Of course I had my own ideas and theories, but generally I find these so idiosyncratic, tangled and wrong-headed as to generate hysterical laughter (from those who care about me) or stares of incredulity and disbelief (from those who don’t). So I wisely asked four pipemen whose opinions I value and respect—men who are not at all afraid of telling me I’m a moron and should up and smoke my pipe instead of trying to talk about it: Rick Newcombe, Neill Archer Roan, Rainer Kockegey-Lorenz and Luca di Piazza. Here’s what they had to say about my proposed Flake Pipe Metric:
I prefer a normal or small diameter pipe. A chimney shape can be ideal. Occasionally I'll smoke this tobacco is a larger pipe, but generally not. If the bowl is too big, I find that flakes can feel like they are burning a little hot after a while, but in a small, or even medium-sized bowl (between a Dunhill Group 4 and 5), they are perfect. The tobacco stays lit, and the flavor is enhanced. I'm not sure why the latter is the case.
Neil Archer Roan:
I certainly have my preferences, and they are driven mostly by my desire to minimize the nicotine’s impact on me from the tobacco while maximizing the flavor dimensions that I appreciate. Personally, when I smoke Virginia flakes, I prefer a smaller diameter bowl, the chamber geometry of which is about twice as long as it is wide. I find this geometry suitable when I'm smoking a Virginia flake with a significant amount of mature, red Virginias. When I fold and stuff flakes, I prefer a slightly larger diameter bowl that is not quite as tall.

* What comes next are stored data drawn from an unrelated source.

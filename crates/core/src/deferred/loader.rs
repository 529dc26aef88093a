//! Content loader capability.

use std::future::Future;

use async_trait::async_trait;

use super::error::LoadError;

/// Asynchronously produces one content unit, or fails.
///
/// Invoked with no arguments, at most once per mount.
#[async_trait]
pub trait ContentLoader: Send + Sync + 'static {
    /// Artifact produced on success.
    type Output: Send + Sync + 'static;

    /// Produce the artifact.
    async fn load(&self) -> Result<Self::Output, LoadError>;
}

/// Loader backed by an async closure.
pub struct FnLoader<F>(F);

/// Wrap an async closure as a [`ContentLoader`].
pub fn loader_fn<F, Fut, T>(f: F) -> FnLoader<F>
where
    F: Fn() -> Fut + Send + Sync + 'static,
    Fut: Future<Output = Result<T, LoadError>> + Send + 'static,
    T: Send + Sync + 'static,
{
    FnLoader(f)
}

#[async_trait]
impl<F, Fut, T> ContentLoader for FnLoader<F>
where
    F: Fn() -> Fut + Send + Sync + 'static,
    Fut: Future<Output = Result<T, LoadError>> + Send + 'static,
    T: Send + Sync + 'static,
{
    type Output = T;

    async fn load(&self) -> Result<T, LoadError> {
        (self.0)().await
    }
}
//! Account metric source errors.

use std::path::PathBuf;

use thiserror::Error;

/// Account metric source errors.
#[derive(Debug, Error)]
pub enum MetricsError {
    /// Seed file could not be read.
    #[error("failed to read metrics seed {path}: {message}")]
    SeedRead {
        /// Seed file path.
        path: PathBuf,
        /// Underlying I/O error.
        message: String,
    },

    /// Seed data is not a JSON array of account metrics.
    #[error("malformed metrics data: {0}")]
    Malformed(String),
}

impl From<serde_json::Error> for MetricsError {
    fn from(err: serde_json::Error) -> Self {
        Self::Malformed(err.to_string())
    }
}
//! Health check endpoints.

use axum::{Json, Router, extract::State, routing::get};
use serde::Serialize;

use crate::AppState;

/// Health check response.
#[derive(Serialize)]
pub struct HealthResponse {
    /// Service status.
    pub status: &'static str,
    /// Service version.
    pub version: &'static str,
    /// Asset store backend.
    pub assets: &'static str,
    /// Number of configured widgets.
    pub widgets: usize,
}

/// Health check handler.
async fn health_check(State(state): State<AppState>) -> Json<HealthResponse> {
    Json(HealthResponse {
        status: "healthy",
        version: env!("CARGO_PKG_VERSION"),
        assets: state.assets.provider_name(),
        widgets: state.widgets.len(),
    })
}

/// Creates health check routes.
pub fn routes() -> Router<AppState> {
    Router::new().route("/health", get(health_check))
}

#[cfg(test)]
mod tests {
    use super::*;
    use crate::test_support::empty_state;
    use axum::{
        body::Body,
        http::{Request, StatusCode},
    };
    use http_body_util::BodyExt;
    use tower::ServiceExt;

    #[tokio::test]
    async fn test_health_reports_backend() {
        let app = routes().with_state(empty_state());

        let response = app
            .oneshot(Request::builder().uri("/health").body(Body::empty()).unwrap())
            .await
            .unwrap();

        assert_eq!(response.status(), StatusCode::OK);
        let body = response.into_body().collect().await.unwrap().to_bytes();
        let json: serde_json::Value = serde_json::from_slice(&body).unwrap();
        assert_eq!(json["status"], "healthy");
        assert_eq!(json["assets"], "memory");
        assert_eq!(json["widgets"], 0);
    }
}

Rainer Kockegey-Lorenz (aka RaiKo):
I don’t think there is any rule about what chamber dimension will produce the ideal flake experience, just a lot of personal preference, or what I like to call the OCFDFR—“Oral Cavity Fluid Dynamics Resonance Factor.” While I certainly can’t smoke flakes in 24-25mm tobacco chambers, I’ve read that others, like Greg Pease, can. And for me, 19mm width or less for Latakia flake blends is simply a no-go. I find that my Cavicchis go well with Va’s and flakes in general, but this experience is not necessarily transferrable to other pipe smokers. And the whole issue is complicated by the constitution of the tobacco, not to mention the method of packing. So I think the best solution is to set aside any thought of dogmatism, and settle for searching for one’s own solution to which weed goes best in which pipe. What could be more fun? All roads lead to Rome, after all.
Luca di Piazza:
I would say that there is no such thing an “ideal flake pipe.” Each pipe smoker is different and smokes in a different way. It would be more accurate to say there is a pipe that complements the way you smoke flake tobacco. But even saying this, I must qualify it by saying that it depends on what you mean by “flake tobacco".

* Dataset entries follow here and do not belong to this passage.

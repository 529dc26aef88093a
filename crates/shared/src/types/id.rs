//! Typed IDs for type-safe entity references.
//!
//! Every deferred-content mount carries a `MountId` so its log lines can be
//! correlated from first render to teardown.

use std::fmt;

use serde::Serialize;
use uuid::Uuid;

/// Unique identifier for one mount of a deferred content region.
#[derive(Debug, Clone, Copy, PartialEq, Eq, Hash, Serialize)]
#[serde(transparent)]
pub struct MountId(pub Uuid);

impl MountId {
    /// Creates a new random ID using UUID v7 (time-ordered).
    #[must_use]
    pub fn new() -> Self {
        Self(Uuid::now_v7())
    }
}

impl Default for MountId {
    fn default() -> Self {
        Self::new()
    }
}

impl fmt::Display for MountId {
    fn fmt(&self, f: &mut fmt::Formatter<'_>) -> fmt::Result {
        write!(f, "{}", self.0)
    }
}
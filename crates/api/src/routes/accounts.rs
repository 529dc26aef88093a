//! Account metric routes.

use axum::{
    Json, Router,
    extract::{Path, State},
    routing::get,
};
use serde::Serialize;
use tracing::debug;
use vantage_core::account::AccountMetric;
use vantage_shared::AppError;

use crate::{AppState, error::ApiError};

/// Creates the account metric routes.
pub fn routes() -> Router<AppState> {
    Router::new()
        .route("/accounts/metrics", get(list_metrics))
        .route("/accounts/{account_number}/metrics", get(latest_metric))
}

/// Response for listing metrics.
#[derive(Debug, Serialize)]
pub struct MetricsListResponse {
    /// Snapshots in source order.
    pub metrics: Vec<AccountMetric>,
    /// Number of snapshots.
    pub count: usize,
}

async fn list_metrics(
    State(state): State<AppState>,
) -> Result<Json<MetricsListResponse>, ApiError> {
    let metrics = state.metrics.list().await?;
    Ok(Json(MetricsListResponse {
        count: metrics.len(),
        metrics,
    }))
}

async fn latest_metric(
    State(state): State<AppState>,
    Path(account_number): Path<String>,
) -> Result<Json<AccountMetric>, ApiError> {
    debug!(%account_number, "fetching latest account metric");
    let metric = state
        .metrics
        .latest(&account_number)
        .await?
        .ok_or_else(|| AppError::NotFound(format!("metrics for account {account_number}")))?;
    Ok(Json(metric))
}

Flakes were originally made for easy transportation and packing. In my mind I always envision the flake user as a sailor from the era of the great wooden Man-O-Wars or clipper ships, someone who had only a few possessions and little space in which to store them. He probably cut the flake into smaller pieces before packing his pipe. Sometimes I smoke like my mythical sailor, cutting the flake into smaller pieces, with no regard for the kind of pipe I’m using. But sometimes I smoke the flake as it is, without cutting or crumbling. And I will admit that in this latter case, the best smoking experiences I’ve had have been with smaller and deeper chambers, with the tobacco packed very loosely, without pressing.
For Rick, Neil and myself, the answer to the question of whether we can talk about a “flake pipe” would seem to be “Yes, and the odds are that you have one or more of them in your rotation.” While Rainer would say “No,” even he concedes that such a pipe can be found within the parameters of each pipe-smoker’s experience. Luca suggests we have the cart before the horse, about which more later. Significantly, however, we all agreed on the importance of three considerations when smoking flakes:
- the pipe’s chamber geometry
- the kind of flake being smoked, and
- the way the flake is prepared for smoking—folded, rubbed out, crumbled
All of my respondents totally ignored the shape part of the second question (“how does the shape . . . impact the performance of flake tobaccos?”). This leads me to believe that shape is probably the last thing you need concern yourself with, although I know I’m going to have to say something about it before I get to the end of this article, since it was the first thing I thought about.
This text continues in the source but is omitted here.